The baseline ACT also matters. If a patient’s ACT is prolonged before heparin is given, the team must consider reasons other than heparin, such as clotting factor deficiency, low fibrinogen, severe liver disease, direct thrombin inhibitor exposure, or a sample problem. In that situation, clinicians may use additional tests from a broader coagulation panel rather than relying on ACT alone.

How the ACT Test Is Done

ACT testing usually uses a small sample of fresh whole blood collected from a vein, arterial line, central line, or procedural access line. The sample is placed into a cartridge or tube that contains a clot activator. The analyzer warms and measures the sample, then reports the time to clot formation in seconds.

The process is usually quick. In procedural settings, the result is often available within minutes. This speed is the main reason ACT remains useful during surgery and interventional procedures.

Before the test

No special preparation is usually needed because ACT is commonly performed during a procedure or hospital treatment. The care team already knows the patient’s medication plan, heparin dose, procedure type, and timing.

Before a planned procedure, patients should tell the team about:

  • Heparin, enoxaparin, warfarin, apixaban, rivaroxaban, dabigatran, or other anticoagulants
  • Aspirin, clopidogrel, ticagrelor, prasugrel, or other antiplatelet medicines
  • Prior heparin-induced thrombocytopenia
  • Liver disease, kidney disease, inherited bleeding disorders, or prior severe bleeding
  • Recent transfusion, major surgery, pregnancy, infection, or critical illness

Patients should not stop prescribed anticoagulants or antiplatelet drugs unless the treating clinician gives clear instructions. Stopping these medicines without guidance can raise the risk of heart attack, stroke, stent thrombosis, pulmonary embolism, or another serious clotting event.

During heparin monitoring

ACT may be checked before heparin is given to establish a baseline. After heparin administration, the test is repeated to confirm that the ACT has reached the procedural target. During longer procedures, ACT is repeated at set intervals, often every 20–30 minutes during cardiopulmonary bypass or according to local protocol.

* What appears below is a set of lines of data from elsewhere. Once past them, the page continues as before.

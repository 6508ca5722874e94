use crate::cli::{actions::Action, commands, dispatch::handler, telemetry};
use anyhow::Result;

/// Start the CLI
///
/// # Errors
/// Returns an error if logging cannot be initialized or the arguments are inconsistent.
pub fn start() -> Result<Action> {
    let matches = commands::new().get_matches();

    let verbosity_level = match matches.get_one::<u8>("verbosity").map_or(0, |&v| v) {
        0 => tracing::Level::ERROR,
        1 => tracing::Level::WARN,
        2 => tracing::Level::INFO,
        3 => tracing::Level::DEBUG,
        _ => tracing::Level::TRACE,
    };

    telemetry::init(Some(verbosity_level))?;

    handler(&matches)
}
//! Spreadsheet upload safeguards: the file input rejects oversized or unsupported
//! files before they are ever submitted, and submitting the upload form disables
//! the page behind an advisory banner while the file is in flight.

use super::dialog::Dialog;
use crate::api::{AppError, SpaceClient};
use reqwest::multipart::{Form, Part};
use secrecy::ExposeSecret;
use std::{fmt, fs, io, path::Path, path::PathBuf};
use tracing::{debug, info};

/// Largest accepted upload: 24 MiB.
pub const MAX_UPLOAD_BYTES: u64 = 24 * 1024 * 1024;

/// Declared MIME types accepted by the space backend.
pub const SUPPORTED_TYPES: [&str; 9] = [
    "text/tab-separated-values",
    "application/vnd.ms-excel.sheet.macroenabled.12",
    "application/vnd.ms-excel",
    "application/vnd.oasis.opendocument.spreadsheet",
    "application/x-vnd.oasis.opendocument.spreadsheet",
    "application/vnd.openxmlformats-officedocument.spreadsheetml.template",
    "application/vnd.ms-excel.template.macroenabled.12",
    "application/vnd.openxmlformats-officedocument.spreadsheetml.sheet",
    "text/csv",
];

pub const UPLOAD_BANNER: &str = "Please wait while the file is uploaded. \
The page has been disabled for safety during upload.\n\
Please make sure your internet supports speeds of at least of 2mbps.";

/// Form field names expected by the upload view.
const DOCUMENT_FIELD: &str = "document";
const CSRF_FIELD: &str = "csrfmiddlewaretoken";

/// Declared type for a file name, derived from its extension the way browsers do.
/// Unknown extensions have no declared type.
#[must_use]
pub fn content_type_for(file_name: &str) -> &'static str {
    let extension = Path::new(file_name)
        .extension()
        .and_then(|ext| ext.to_str())
        .map(str::to_ascii_lowercase)
        .unwrap_or_default();

    match extension.as_str() {
        "csv" => "text/csv",
        "tsv" => "text/tab-separated-values",
        "xls" => "application/vnd.ms-excel",
        "xlsx" => "application/vnd.openxmlformats-officedocument.spreadsheetml.sheet",
        "xltx" => "application/vnd.openxmlformats-officedocument.spreadsheetml.template",
        "xlsm" => "application/vnd.ms-excel.sheet.macroenabled.12",
        "xltm" => "application/vnd.ms-excel.template.macroenabled.12",
        "ods" => "application/vnd.oasis.opendocument.spreadsheet",
        "pdf" => "application/pdf",
        "txt" => "text/plain",
        _ => "",
    }
}

/// A file picked in the upload input.
#[derive(Debug, Clone, PartialEq, Eq)]
pub struct FileSelection {
    pub path: PathBuf,
    pub name: String,
    pub size: u64,
    pub content_type: String,
}

impl FileSelection {
    /// Reads size and name from disk; the declared type comes from `content_type`
    /// when given, otherwise from the extension.
    ///
    /// # Errors
    /// Returns an error if the file metadata cannot be read.
    pub fn from_path(path: &Path, content_type: Option<&str>) -> io::Result<Self> {
        let metadata = fs::metadata(path)?;
        let name = path
            .file_name()
            .map(|name| name.to_string_lossy().into_owned())
            .unwrap_or_default();
        let content_type = content_type
            .map(str::to_string)
            .unwrap_or_else(|| content_type_for(&name).to_string());

        Ok(Self {
            path: path.to_path_buf(),
            name,
            size: metadata.len(),
            content_type,
        })
    }
}

#[derive(Debug, Clone, Copy, PartialEq, Eq)]
pub enum UploadViolation {
    TooLarge,
    UnsupportedType,
}

impl fmt::Display for UploadViolation {
    fn fmt(&self, f: &mut fmt::Formatter<'_>) -> fmt::Result {
        match self {
            UploadViolation::TooLarge => f.write_str("The max file size is 24 MiB"),
            UploadViolation::UnsupportedType => f.write_str("File type is not supported"),
        }
    }
}

#[derive(Debug, Clone, PartialEq, Eq)]
pub struct UploadRejection {
    pub violations: Vec<UploadViolation>,
}

impl fmt::Display for UploadRejection {
    fn fmt(&self, f: &mut fmt::Formatter<'_>) -> fmt::Result {
        let messages: Vec<String> = self.violations.iter().map(ToString::to_string).collect();
        f.write_str(&messages.join("\n"))
    }
}

impl std::error::Error for UploadRejection {}

/// Checks size and declared type; every violated rule is reported.
///
/// # Errors
/// Returns `UploadRejection` listing the violations.
pub fn validate_selection(file: &FileSelection) -> Result<(), UploadRejection> {
    let mut violations = Vec::new();
    if file.size > MAX_UPLOAD_BYTES {
        violations.push(UploadViolation::TooLarge);
    }
    if !SUPPORTED_TYPES.contains(&file.content_type.as_str()) {
        violations.push(UploadViolation::UnsupportedType);
    }

    if violations.is_empty() {
        Ok(())
    } else {
        Err(UploadRejection { violations })
    }
}

/// The upload form's file input.
#[derive(Debug, Clone, Default, PartialEq, Eq)]
pub struct FileInput {
    selection: Option<FileSelection>,
}

impl FileInput {
    #[must_use]
    pub fn selection(&self) -> Option<&FileSelection> {
        self.selection.as_ref()
    }

    /// Change handler: keeps a valid selection, otherwise alerts once and clears it.
    pub fn change<D: Dialog>(&mut self, file: FileSelection, dialog: &mut D) -> bool {
        match validate_selection(&file) {
            Ok(()) => {
                debug!(file = %file.name, size = file.size, "file selected");
                self.selection = Some(file);
                true
            }
            Err(rejection) => {
                dialog.alert(&rejection.to_string());
                self.selection = None;
                false
            }
        }
    }
}

/// Page-wide interaction lock shown while an upload is in flight.
#[derive(Debug, Clone, PartialEq, Eq)]
pub struct Overlay {
    interactive: bool,
    banner: Option<&'static str>,
}

impl Default for Overlay {
    fn default() -> Self {
        Self {
            interactive: true,
            banner: None,
        }
    }
}

impl Overlay {
    #[must_use]
    pub fn is_interactive(&self) -> bool {
        self.interactive
    }

    #[must_use]
    pub fn banner(&self) -> Option<&'static str> {
        self.banner
    }

    /// Disables the page and shows the advisory banner. There is no release: the
    /// page is replaced once the server answers the upload.
    pub fn engage<D: Dialog>(&mut self, dialog: &mut D) {
        self.interactive = false;
        if self.banner.is_none() {
            self.banner = Some(UPLOAD_BANNER);
            dialog.banner(UPLOAD_BANNER);
        }
    }
}

#[derive(Debug, Clone, PartialEq, Eq)]
pub enum UploadOutcome {
    /// The server took the form and answered with a page or a redirect.
    Accepted {
        status: u16,
        location: Option<String>,
    },
    Rejected {
        status: u16,
        reason: Option<String>,
    },
}

/// The space's upload form.
#[derive(Debug, Clone, PartialEq, Eq)]
pub struct UploadForm {
    pub action: String,
    pub input: FileInput,
}

impl UploadForm {
    #[must_use]
    pub fn for_space(space_id: u64) -> Self {
        Self {
            action: format!("spaces/{space_id}/file_upload"),
            input: FileInput::default(),
        }
    }

    /// Submit handler: locks the page, then posts the selected file as multipart.
    ///
    /// # Errors
    /// Returns an error if nothing is selected, the file cannot be read, or the
    /// request fails before a response arrives.
    pub async fn submit<D: Dialog>(
        &self,
        client: &SpaceClient,
        overlay: &mut Overlay,
        dialog: &mut D,
    ) -> Result<UploadOutcome, AppError> {
        let file = self
            .input
            .selection()
            .ok_or_else(|| AppError::Config("No file selected.".to_string()))?;

        overlay.engage(dialog);

        let bytes = tokio::fs::read(&file.path).await.map_err(|err| {
            AppError::Serialization(format!("Failed to read {}: {err}", file.path.display()))
        })?;
        let part = Part::bytes(bytes)
            .file_name(file.name.clone())
            .mime_str(&file.content_type)
            .map_err(|err| AppError::Serialization(format!("Invalid content type: {err}")))?;
        let form = Form::new()
            .text(
                CSRF_FIELD,
                client.config().csrf_token.expose_secret().to_string(),
            )
            .part(DOCUMENT_FIELD, part);

        let response = client.send_multipart(&self.action, form).await?;
        let status = response.status;
        info!(status = status.as_u16(), file = %file.name, "upload answered");

        if status.is_success() || status.is_redirection() {
            Ok(UploadOutcome::Accepted {
                status: status.as_u16(),
                location: response.location,
            })
        } else {
            Ok(UploadOutcome::Rejected {
                status: status.as_u16(),
                reason: response.message(),
            })
        }
    }
}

If the ACT is below target, the clinician may give more heparin. If the ACT is far above target or bleeding occurs, the clinician may adjust anticoagulation, review other labs, or use protamine to reverse heparin after the procedure. Protamine binds heparin and reduces its anticoagulant effect, but it must be dosed carefully because too much protamine can also interfere with clotting.

After the procedure

ACT may be repeated after protamine reversal or before removing certain catheters. A falling ACT suggests that heparin effect is wearing off or has been reversed. The team still checks the patient clinically because bleeding can occur even when ACT appears acceptable, especially if platelets, fibrinogen, surgical hemostasis, or blood pressure are contributing factors.

What High ACT Results Mean

A high ACT means the blood sample took longer than expected to clot. During heparin therapy, this often means a stronger heparin effect. Outside heparin therapy, or when the ACT is higher than expected for the dose, other causes must be considered.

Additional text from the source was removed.